= Exercise aim =
Work out how many lines in the listing below include the word "that"; answer with the number alone.

= Data extracts =
•••••
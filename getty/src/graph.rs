//! Follow edges.
//!
//! An edge `A -> B` is stored twice: `B` in `friends/A.following` and `A` in
//! `friends/B.followers`. Every mutation here writes both sides or neither; [`SocialGraph::audit`]
//! and [`SocialGraph::repair`] deal with records left asymmetric by earlier writers.

use log::{info, warn};
use serde::{Deserialize, Serialize};
use serde_json::Value;

use crate::{
    config::GraphConfig,
    errors::{RepoError, ValidationError, ValidationIssue},
    keys::{StorePath, friends_path, validate_segment},
    models::FriendRecord,
    store::{ConditionalWrite, DocumentStore, decode, encode},
};

/// How the two records of an edge are written.
#[derive(Debug, Clone, Copy, Default, PartialEq, Eq, Serialize, Deserialize, clap::ValueEnum)]
#[serde(rename_all = "snake_case")]
pub enum WriteMode {
    /// One conditional commit covering both records.
    #[default]
    Atomic,
    /// Two writes, initiator first, with a compensating write if the second one fails.
    Sequential,
}

#[derive(Debug, Clone, PartialEq, Eq, Serialize, Deserialize)]
pub struct Edge {
    pub follower: String,
    pub followee: String,
}

/// One side of an edge without its mirror.
#[derive(Debug, Clone, PartialEq, Eq, Serialize, Deserialize)]
#[serde(tag = "issue", rename_all = "snake_case")]
pub enum EdgeIssue {
    /// `followee` is in the follower's `following`, but the follower is missing from
    /// `followee.followers`.
    MissingFollower(Edge),
    /// `follower` is in the followee's `followers` without a matching `following` entry.
    StaleFollower(Edge),
}

impl EdgeIssue {
    pub fn edge(&self) -> &Edge {
        match self {
            EdgeIssue::MissingFollower(edge) | EdgeIssue::StaleFollower(edge) => edge,
        }
    }
}

#[derive(Debug, Clone, Default, PartialEq, Eq, Serialize, Deserialize)]
pub struct RepairReport {
    pub user_id: String,
    /// Follower entries added to mirror an existing `following` entry.
    pub added_followers: Vec<Edge>,
    /// Follower entries removed because nothing on the other side backed them.
    pub removed_followers: Vec<Edge>,
}

impl RepairReport {
    pub fn is_clean(&self) -> bool {
        self.added_followers.is_empty() && self.removed_followers.is_empty()
    }
}

#[derive(Clone)]
pub struct SocialGraph<S> {
    store: S,
    mode: WriteMode,
    max_retries: u32,
}

/// A record as read, plus the edits made to it.
struct Loaded {
    path: StorePath,
    record: FriendRecord,
    original: Option<Value>,
    version: u64,
}

impl<S: DocumentStore> SocialGraph<S> {
    pub fn new(store: S) -> Self {
        Self::from_config(store, &GraphConfig::default())
    }

    pub fn from_config(store: S, config: &GraphConfig) -> Self {
        Self {
            store,
            mode: config.write_mode,
            max_retries: config.max_retries,
        }
    }

    pub fn with_mode(mut self, mode: WriteMode) -> Self {
        self.mode = mode;
        self
    }

    pub fn mode(&self) -> WriteMode {
        self.mode
    }

    /// The record of `user_id`; users nobody has followed yet get empty sets.
    pub async fn get_friend_record(&self, user_id: &str) -> Result<FriendRecord, RepoError> {
        let path = friends_path(user_id)?;
        let value = self.store.get(&path).await?;
        record_from(&path, user_id, value)
    }

    pub async fn followers(&self, user_id: &str) -> Result<Vec<String>, RepoError> {
        Ok(self.get_friend_record(user_id).await?.followers)
    }

    pub async fn following(&self, user_id: &str) -> Result<Vec<String>, RepoError> {
        Ok(self.get_friend_record(user_id).await?.following)
    }

    pub async fn is_following(&self, user_id: &str, target_id: &str) -> Result<bool, RepoError> {
        validate_segment("target_id", target_id)?;
        Ok(self.get_friend_record(user_id).await?.is_following(target_id))
    }

    /// Makes `user_id` follow `target_id` and returns the initiator's updated record.
    ///
    /// Fails with a conflict when either side already records the edge.
    pub async fn follow(&self, user_id: &str, target_id: &str) -> Result<FriendRecord, RepoError> {
        validate_pair(user_id, target_id)?;
        let mut attempt = 0;
        loop {
            let mut initiator = self.load(user_id).await?;
            if initiator.record.is_following(target_id) {
                return Err(RepoError::conflict("already following"));
            }
            initiator.record.add_following(target_id);

            let mut target = self.load(target_id).await?;
            if target.record.is_followed_by(user_id) {
                return Err(RepoError::conflict("already following"));
            }
            target.record.add_follower(user_id);

            match self.write(vec![&initiator, &target]).await {
                Err(err) if self.should_retry(&err, &mut attempt) => continue,
                Err(err) => return Err(err),
                Ok(()) => {
                    info!("{user_id} now follows {target_id}");
                    return Ok(initiator.record);
                }
            }
        }
    }

    /// Removes the edge from both sides. Removing an edge that does not exist succeeds.
    pub async fn unfollow(&self, user_id: &str, target_id: &str) -> Result<FriendRecord, RepoError> {
        validate_pair(user_id, target_id)?;
        let mut attempt = 0;
        loop {
            let mut initiator = self.load(user_id).await?;
            let mut target = self.load(target_id).await?;
            let mut changed = Vec::with_capacity(2);
            if initiator.record.remove_following(target_id) {
                changed.push(&initiator);
            }
            if target.record.remove_follower(user_id) {
                changed.push(&target);
            }
            if changed.is_empty() {
                return Ok(initiator.record);
            }

            match self.write(changed).await {
                Err(err) if self.should_retry(&err, &mut attempt) => continue,
                Err(err) => return Err(err),
                Ok(()) => {
                    info!("{user_id} unfollowed {target_id}");
                    return Ok(initiator.record);
                }
            }
        }
    }

    /// Lists every edge touching `user_id` that is recorded on one side only. Read-only.
    pub async fn audit(&self, user_id: &str) -> Result<Vec<EdgeIssue>, RepoError> {
        let record = self.get_friend_record(user_id).await?;
        let mut issues = Vec::new();
        for followee in &record.following {
            if !legal_reference(user_id, followee) {
                continue;
            }
            if !self.get_friend_record(followee).await?.is_followed_by(user_id) {
                issues.push(EdgeIssue::MissingFollower(Edge {
                    follower: user_id.to_string(),
                    followee: followee.clone(),
                }));
            }
        }
        for follower in &record.followers {
            if !legal_reference(user_id, follower) {
                continue;
            }
            if !self.get_friend_record(follower).await?.is_following(user_id) {
                issues.push(EdgeIssue::StaleFollower(Edge {
                    follower: follower.clone(),
                    followee: user_id.to_string(),
                }));
            }
        }
        Ok(issues)
    }

    /// Brings every edge touching `user_id` back into agreement.
    ///
    /// `following` lists are treated as the source of truth: a missing follower entry is added,
    /// a follower entry without a matching `following` entry is dropped. All fixes land in one
    /// conditional commit.
    pub async fn repair(&self, user_id: &str) -> Result<RepairReport, RepoError> {
        let mut attempt = 0;
        loop {
            let mut owner = self.load(user_id).await?;
            let mut others: Vec<Loaded> = Vec::new();
            let mut report = RepairReport {
                user_id: user_id.to_string(),
                ..RepairReport::default()
            };

            for followee in owner.record.following.clone() {
                if !legal_reference(user_id, &followee) || followee == user_id {
                    continue;
                }
                let mut other = self.load(&followee).await?;
                if other.record.add_follower(user_id) {
                    report.added_followers.push(Edge {
                        follower: user_id.to_string(),
                        followee: followee.clone(),
                    });
                    others.push(other);
                }
            }
            for follower in owner.record.followers.clone() {
                if !legal_reference(user_id, &follower) {
                    continue;
                }
                let backed = if follower == user_id {
                    owner.record.is_following(user_id)
                } else {
                    self.get_friend_record(&follower).await?.is_following(user_id)
                };
                if !backed {
                    owner.record.remove_follower(&follower);
                    report.removed_followers.push(Edge {
                        follower: follower.clone(),
                        followee: user_id.to_string(),
                    });
                }
            }

            if report.is_clean() {
                return Ok(report);
            }
            // The owner is always rewritten so its version guards the `following` list read above.
            let mut writes = Vec::with_capacity(others.len() + 1);
            writes.push(conditional_put(&owner)?);
            for other in &others {
                writes.push(conditional_put(other)?);
            }
            match self.store.commit(writes).await {
                Err(err) if err.is_version_conflict() && attempt < self.max_retries => {
                    attempt += 1;
                    warn!("friend records changed during repair of {user_id}, retrying");
                }
                Err(err) => return Err(err),
                Ok(_) => {
                    warn!(
                        "repaired {user_id}: {} follower entr(ies) added, {} removed",
                        report.added_followers.len(),
                        report.removed_followers.len()
                    );
                    return Ok(report);
                }
            }
        }
    }

    async fn load(&self, user_id: &str) -> Result<Loaded, RepoError> {
        let path = friends_path(user_id)?;
        let read = self.store.get_versioned(&path).await?;
        let record = record_from(&path, user_id, read.value.clone())?;
        Ok(Loaded {
            path,
            record,
            original: read.value,
            version: read.version,
        })
    }

    fn should_retry(&self, err: &RepoError, attempt: &mut u32) -> bool {
        if !err.is_version_conflict() || *attempt >= self.max_retries {
            return false;
        }
        *attempt += 1;
        warn!("{err}; retrying ({attempt}/{})", self.max_retries);
        true
    }

    async fn write(&self, records: Vec<&Loaded>) -> Result<(), RepoError> {
        match self.mode {
            WriteMode::Atomic => {
                let writes = records
                    .iter()
                    .map(|loaded| conditional_put(loaded))
                    .collect::<Result<Vec<_>, _>>()?;
                self.store.commit(writes).await.map(|_| ())
            }
            WriteMode::Sequential => self.write_sequential(&records).await,
        }
    }

    /// Writes `records` one after another. When a write fails, the records already written are
    /// restored to what was read; a restore that fails too is reported as partial consistency.
    async fn write_sequential(&self, records: &[&Loaded]) -> Result<(), RepoError> {
        for (index, loaded) in records.iter().enumerate() {
            let value = encode(&loaded.path, &loaded.record)?;
            let Err(err) = self.store.set(&loaded.path, value).await else {
                continue;
            };
            warn!("write of {} failed: {err}; rolling back", loaded.path);

            let mut still_written = Vec::new();
            let mut rollback_errors = Vec::new();
            for written in records[..index].iter().rev() {
                let restore = written.original.clone().unwrap_or(Value::Null);
                if let Err(rollback_err) = self.store.set(&written.path, restore).await {
                    still_written.push(written.path.to_string());
                    rollback_errors.push(rollback_err.to_string());
                }
            }
            if still_written.is_empty() {
                return Err(err);
            }
            return Err(RepoError::PartialConsistency {
                written: still_written,
                failed: loaded.path.to_string(),
                message: format!("{err}; rollback failed: {}", rollback_errors.join("; ")),
            });
        }
        Ok(())
    }
}

fn validate_pair(user_id: &str, target_id: &str) -> Result<(), RepoError> {
    let mut issues: Vec<ValidationIssue> = Vec::new();
    for (field, value) in [("user_id", user_id), ("target_id", target_id)] {
        if let Err(err) = validate_segment(field, value) {
            issues.extend(err.issues);
        }
    }
    if issues.is_empty() && user_id == target_id {
        issues.push(ValidationIssue::new(
            "target_id",
            "validation.self_follow",
            "users cannot follow themselves",
        ));
    }
    if issues.is_empty() {
        Ok(())
    } else {
        Err(ValidationError::new(issues).into())
    }
}

/// Ids in friend lists are dereferenced only when they are usable as a key.
fn legal_reference(owner: &str, id: &str) -> bool {
    match validate_segment("user_id", id) {
        Ok(()) => true,
        Err(err) => {
            warn!("skipping id {id:?} in friends/{owner}: {}", err.summary());
            false
        }
    }
}

fn record_from(path: &StorePath, user_id: &str, value: Option<Value>) -> Result<FriendRecord, RepoError> {
    let mut record = match value {
        Some(value) => decode::<FriendRecord>(path, value)?,
        None => FriendRecord::empty(user_id),
    };
    if record.id.is_empty() {
        record.id = user_id.to_string();
    }
    Ok(record)
}

fn conditional_put(loaded: &Loaded) -> Result<ConditionalWrite, RepoError> {
    Ok(ConditionalWrite::put(
        loaded.path.clone(),
        encode(&loaded.path, &loaded.record)?,
        Some(loaded.version),
    ))
}

#[cfg(test)]
mod tests {
    use super::*;
    use crate::store::MemoryStore;

    #[tokio::test]
    async fn self_follow_is_rejected_before_any_write() {
        let store = MemoryStore::new();
        let graph = SocialGraph::new(store.clone());
        let err = graph.follow("alice", "alice").await.unwrap_err();
        assert_eq!(err.param(), "target_id");
        assert!(store.get(&friends_path("alice").unwrap()).await.unwrap().is_none());
    }

    #[tokio::test]
    async fn absent_record_is_normalized() {
        let graph = SocialGraph::new(MemoryStore::new());
        let record = graph.get_friend_record("ghost").await.unwrap();
        assert_eq!(record, FriendRecord::empty("ghost"));
    }

    #[tokio::test]
    async fn unfollow_without_edge_does_not_write() {
        let store = MemoryStore::new();
        let graph = SocialGraph::new(store.clone());
        graph.unfollow("alice", "bob").await.unwrap();
        assert_eq!(
            store.get_versioned(&friends_path("alice").unwrap()).await.unwrap().version,
            0
        );
    }
}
•••••
= Answer space =
3